Why Playing the Markets Is Different from Other Businesses

 A portfolio or trading account at a broker should be run just as any other business. Operating principles should be established, goals should be set, plans should be followed, and the risks and rewards from potential transactions ascertained. We have already discussed that the perceived cost of entry into the investment business is far lower than any other business and that this encourages the inexperienced to try their hand. People who would never take a plunge in a business in the "real" economy are often willing to commit a large proportion of their net worth to the markets. This is due not only to the ease of entry and the view that playing the markets is relatively simple but also to the fact that markets are very liquid.

Let's compare the ease of buying and selling a stock or bond with that of buying and selling any other business. For example, you might purchase a small retail store and then find that running the business is not as easy as you had thought. Perhaps the hours are inconvenient, personnel problems are more difficult than you had originally estimated, and the tangle of government regulations becomes a burden. For whatever reason, getting out is not as easy as getting in. Retail stores are not that liquid, and no buyers are waiting with cash in hand. If there are, you may not like the bid and decide to wait for another one. You will probably have to pay a substantial commission to a business broker, normally 10% of the price. All these considerations add up to the fact that most businesses take time and money to liquidate.

On the other hand, in a financial market there is always a bid-and-ask, meaning that our asset can be readily priced. This liquidity is a powerful reason investing in the market is far more attractive than investing in any other business.

Unfortunately, this readily available pricing mechanism also has its downside. Every time you look at price quotes in the paper or call your broker, you know exactly how much your investment is worth. You can watch it when the price goes up, which will make you happy; and you can follow it when it goes down, which will depress you. This constant access to the pricing mechanism draws you into the market emotionally. Since it is very easy and relatively inexpensive to liquidate the position when your "business" temporarily hits the skids, the temptation is to do just that. So you sell. The odds are strong that you are responding emotionally to the fluctuation in the price rather than the change in the underlying market conditions.

On the other hand, consider the example of a person who buys a manufacturing business for which there is no easily available pricing mechanism. Initially, he may find that things go well. The cost-cutting measures that he takes immediately increase his cash flow. He uses the savings as capital to invest in more plant capacity and equipment to spur future growth. After awhile, though, he runs into problems; sales slow down and the economy looks weak. Our entrepreneur may decide to sell his business, but he is less likely to do so because he cannot find a suitable buyer. Eventually, he no longer experiences the urge to sell and hangs on until retirement several years later. When he finally liquidates the business after 15 years, he finds that it has appreciated in value to a considerable extent and he now has a wonderful nest egg. In this example, the business owner concentrated on running his business. He was not constantly looking to see how much it was worth each day for the principal reason that he couldn't. The nature of his business was such that it forced him to be patient. He could, of course, have sold it any time during those 15 years, but the costs and difficulties involved in selling were strong enough to keep him from taking that step.
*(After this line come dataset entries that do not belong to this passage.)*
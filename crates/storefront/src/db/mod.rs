//! Storage for the storefront.
//!
//! # Database: `storefront` schema
//!
//! ## Tables
//!
//! - `category`, `product` - The catalog, including stock levels
//! - `promotion`, `promotion_product`, `promotion_category` - Promotions and their targets
//! - `cart`, `cart_line` - Signed-in users' carts
//! - `customer_order`, `order_line` - Placed orders
//! - `tower_sessions.session` - Session storage
//!
//! Guest carts are never written to the database; they live in
//! [`SessionCartStore`] for as long as the session does.
//!
//! # Backends
//!
//! Every store is a trait with a Postgres implementation and an in-memory one.
//! The in-memory backend serves development mode and the tests.
//!
//! # Migrations
//!
//! Migrations are stored in `crates/storefront/migrations/` and run via:
//! ```bash
//! cargo run -p storefront-cli -- migrate
//! ```

pub mod carts;
pub mod catalog;
pub mod memory;
pub mod orders;
pub mod session_carts;

use std::time::Duration;

use async_trait::async_trait;
use chrono::{DateTime, Utc};
use rust_decimal::Decimal;
use secrecy::ExposeSecret;
use sqlx::PgPool;
use sqlx::postgres::PgPoolOptions;
use thiserror::Error;

use storefront_core::{
    CartLineId, CartOwner, OrderId, Product, ProductId, PromotionId, Quantity, UserId,
};

use crate::models::{CartLine, NewOrder, Order, PageRequest, StatusChange};

pub use carts::PgCartStore;
pub use catalog::PgCatalog;
pub use memory::{MemoryCatalog, MemoryOrderStore};
pub use orders::PgOrderStore;
pub use session_carts::SessionCartStore;

/// Errors that can occur during repository operations.
#[derive(Debug, Error)]
pub enum RepositoryError {
    /// Database error from sqlx.
    #[error("database error: {0}")]
    Database(#[from] sqlx::Error),

    /// Data in the database is corrupted or invalid.
    #[error("data corruption: {0}")]
    DataCorruption(String),

    /// Requested entity was not found.
    #[error("not found")]
    NotFound,

    /// Constraint violation or lost compare-and-set.
    #[error("constraint violation: {0}")]
    Conflict(String),
}

/// Why an order could not be placed.
///
/// Any of these leaves stock, promotion usage and orders untouched.
#[derive(Debug, Error)]
pub enum PlaceOrderError {
    /// Stock ran out between validation and the write.
    #[error("insufficient stock for product {0}")]
    InsufficientStock(ProductId),

    /// The promotion reached its usage limit or was withdrawn.
    #[error("promotion {0} is no longer available")]
    PromotionUnavailable(PromotionId),

    #[error(transparent)]
    Repository(#[from] RepositoryError),
}

impl From<sqlx::Error> for PlaceOrderError {
    fn from(e: sqlx::Error) -> Self {
        Self::Repository(RepositoryError::Database(e))
    }
}

/// Read access to the catalog plus the two stock mutations checkout needs.
#[async_trait]
pub trait ProductCatalog: Send + Sync {
    /// Load a product with every promotion that may apply to it.
    ///
    /// Inactive products are returned; callers decide what that means.
    async fn get(&self, id: ProductId) -> Result<Option<Product>, RepositoryError>;

    /// Decrement stock if at least `quantity` remains. Returns whether it did.
    async fn decrement_stock(
        &self,
        id: ProductId,
        quantity: Quantity,
    ) -> Result<bool, RepositoryError>;

    /// Return `quantity` units to stock.
    async fn restock(&self, id: ProductId, quantity: Quantity) -> Result<(), RepositoryError>;
}

/// Cart line storage, identical for guest and user owners.
///
/// Quantity increments are atomic per line so concurrent adds never lose an
/// update.
#[async_trait]
pub trait CartStore: Send + Sync {
    /// Lines in insertion order. An unknown owner has no lines.
    async fn lines(&self, owner: &CartOwner) -> Result<Vec<CartLine>, RepositoryError>;

    /// Add `quantity` to the owner's line for `product_id`, capped at
    /// [`Quantity::MAX`], or append a new line priced at `unit_price`.
    async fn add_or_increment(
        &self,
        owner: &CartOwner,
        product_id: ProductId,
        quantity: Quantity,
        unit_price: Decimal,
        now: DateTime<Utc>,
    ) -> Result<CartLine, RepositoryError>;

    /// Replace a line's quantity. `None` if the owner has no such line.
    async fn set_quantity(
        &self,
        owner: &CartOwner,
        line_id: CartLineId,
        quantity: Quantity,
    ) -> Result<Option<CartLine>, RepositoryError>;

    /// Remove a line. Returns whether it existed.
    async fn remove_line(
        &self,
        owner: &CartOwner,
        line_id: CartLineId,
    ) -> Result<bool, RepositoryError>;

    /// Remove every line.
    async fn clear(&self, owner: &CartOwner) -> Result<(), RepositoryError>;

    /// Take each given line's quantity out of the owner's cart, removing the
    /// line once nothing is left. Lines added since, or already gone, are
    /// left alone.
    async fn consume(&self, owner: &CartOwner, lines: &[CartLine]) -> Result<(), RepositoryError>;
}

/// Order persistence.
#[async_trait]
pub trait OrderStore: Send + Sync {
    /// Atomically decrement stock for every line, count promotion usage,
    /// consume the order's cart lines from the user's cart and persist the
    /// order. Either all of it happens or none of it does.
    async fn place(&self, order: NewOrder) -> Result<Order, PlaceOrderError>;

    async fn get(&self, id: OrderId) -> Result<Option<Order>, RepositoryError>;

    /// One page of a user's orders, newest first.
    async fn list_for_user(
        &self,
        user_id: UserId,
        page: PageRequest,
    ) -> Result<Vec<Order>, RepositoryError>;

    /// Apply a compare-and-set status change, restocking if it asks to.
    ///
    /// Fails with [`RepositoryError::Conflict`] if the order is no longer in
    /// the expected states and [`RepositoryError::NotFound`] if it is gone.
    async fn apply(&self, id: OrderId, change: &StatusChange) -> Result<Order, RepositoryError>;
}

/// Create a `PostgreSQL` connection pool with sensible defaults.
///
/// # Arguments
///
/// * `database_url` - `PostgreSQL` connection string (wrapped in `SecretString`)
///
/// # Errors
///
/// Returns `sqlx::Error` if the connection cannot be established.
pub async fn create_pool(database_url: &secrecy::SecretString) -> Result<PgPool, sqlx::Error> {
    PgPoolOptions::new()
        .max_connections(10)
        .min_connections(2)
        .acquire_timeout(Duration::from_secs(10))
        .connect(database_url.expose_secret())
        .await
}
Investing in the stock market, on the other hand, is much different. There, the constant price fluctuations, the market's addictive response to news, and its emphasis on short-term performance drag us in by our emotions, causing us to make hasty and ill-considered decisions. The liquidity and pricing mechanism that make it easy to enter the financial markets have their downside: They literally try our patience. We have a tendency to think that to be successful we need to have constant access to prices and other information. As we have seen in previous chapters, too much access actually works against our best interests.